» **Problem description**:
Each line in the listing below that contains "helpers" should be returned.

» **Extracted information**:
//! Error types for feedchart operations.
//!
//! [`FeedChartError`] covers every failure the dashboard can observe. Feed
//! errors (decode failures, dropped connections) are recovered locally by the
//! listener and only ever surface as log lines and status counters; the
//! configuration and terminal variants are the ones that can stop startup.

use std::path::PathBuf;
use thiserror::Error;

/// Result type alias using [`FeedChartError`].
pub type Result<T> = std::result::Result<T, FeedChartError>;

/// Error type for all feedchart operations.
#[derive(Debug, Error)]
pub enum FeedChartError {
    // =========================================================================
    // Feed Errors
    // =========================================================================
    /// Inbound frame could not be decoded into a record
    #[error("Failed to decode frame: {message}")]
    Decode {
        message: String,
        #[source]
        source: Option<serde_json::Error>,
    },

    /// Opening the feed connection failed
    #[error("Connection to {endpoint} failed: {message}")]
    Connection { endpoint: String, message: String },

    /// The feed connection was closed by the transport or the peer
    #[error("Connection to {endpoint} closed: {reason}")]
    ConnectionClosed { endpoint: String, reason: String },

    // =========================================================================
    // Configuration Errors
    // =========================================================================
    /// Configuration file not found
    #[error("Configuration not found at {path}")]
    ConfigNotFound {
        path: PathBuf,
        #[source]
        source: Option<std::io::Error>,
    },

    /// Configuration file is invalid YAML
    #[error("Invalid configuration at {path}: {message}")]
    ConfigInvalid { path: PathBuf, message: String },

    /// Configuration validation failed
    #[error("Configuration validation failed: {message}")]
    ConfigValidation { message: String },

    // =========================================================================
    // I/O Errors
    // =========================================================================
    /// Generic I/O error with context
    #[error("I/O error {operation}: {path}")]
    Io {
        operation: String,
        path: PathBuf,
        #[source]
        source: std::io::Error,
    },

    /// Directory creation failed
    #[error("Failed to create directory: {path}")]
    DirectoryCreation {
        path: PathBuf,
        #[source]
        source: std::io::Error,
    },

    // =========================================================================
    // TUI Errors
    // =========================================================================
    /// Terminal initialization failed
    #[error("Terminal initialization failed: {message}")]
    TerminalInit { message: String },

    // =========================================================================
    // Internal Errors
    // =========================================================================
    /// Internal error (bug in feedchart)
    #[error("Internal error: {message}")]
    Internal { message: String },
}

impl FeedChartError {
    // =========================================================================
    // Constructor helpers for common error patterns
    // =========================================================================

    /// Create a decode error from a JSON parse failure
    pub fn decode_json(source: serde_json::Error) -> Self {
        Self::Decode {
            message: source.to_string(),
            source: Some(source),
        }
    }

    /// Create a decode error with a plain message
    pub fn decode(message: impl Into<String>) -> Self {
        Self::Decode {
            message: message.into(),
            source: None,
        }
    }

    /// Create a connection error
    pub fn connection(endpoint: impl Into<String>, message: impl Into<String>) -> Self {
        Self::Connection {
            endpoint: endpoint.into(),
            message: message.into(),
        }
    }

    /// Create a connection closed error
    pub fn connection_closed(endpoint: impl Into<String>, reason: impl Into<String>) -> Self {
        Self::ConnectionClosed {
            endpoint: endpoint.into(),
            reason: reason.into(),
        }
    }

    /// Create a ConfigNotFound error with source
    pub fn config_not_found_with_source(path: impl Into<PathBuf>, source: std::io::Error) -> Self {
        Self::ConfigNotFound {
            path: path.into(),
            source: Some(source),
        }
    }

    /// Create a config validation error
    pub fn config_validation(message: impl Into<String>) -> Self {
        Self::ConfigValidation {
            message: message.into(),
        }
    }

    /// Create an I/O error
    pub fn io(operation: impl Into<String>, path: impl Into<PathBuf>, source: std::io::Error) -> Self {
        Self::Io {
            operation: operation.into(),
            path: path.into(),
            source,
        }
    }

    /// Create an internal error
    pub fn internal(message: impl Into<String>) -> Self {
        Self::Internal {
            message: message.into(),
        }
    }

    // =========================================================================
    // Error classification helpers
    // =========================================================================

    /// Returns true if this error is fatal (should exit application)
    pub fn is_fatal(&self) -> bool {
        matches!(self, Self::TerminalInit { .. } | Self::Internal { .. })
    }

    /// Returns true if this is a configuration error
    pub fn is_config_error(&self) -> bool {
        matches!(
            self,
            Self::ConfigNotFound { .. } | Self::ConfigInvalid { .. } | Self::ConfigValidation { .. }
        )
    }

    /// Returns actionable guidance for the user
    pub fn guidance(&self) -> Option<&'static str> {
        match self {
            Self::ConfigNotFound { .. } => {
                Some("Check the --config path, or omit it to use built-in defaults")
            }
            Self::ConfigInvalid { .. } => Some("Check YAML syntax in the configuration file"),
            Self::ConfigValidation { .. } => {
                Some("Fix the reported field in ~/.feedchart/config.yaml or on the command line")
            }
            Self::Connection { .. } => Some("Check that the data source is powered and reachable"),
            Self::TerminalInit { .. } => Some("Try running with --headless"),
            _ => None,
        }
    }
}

» **Worked solution**:
    // Constructor helpers for common error patterns
    // Error classification helpers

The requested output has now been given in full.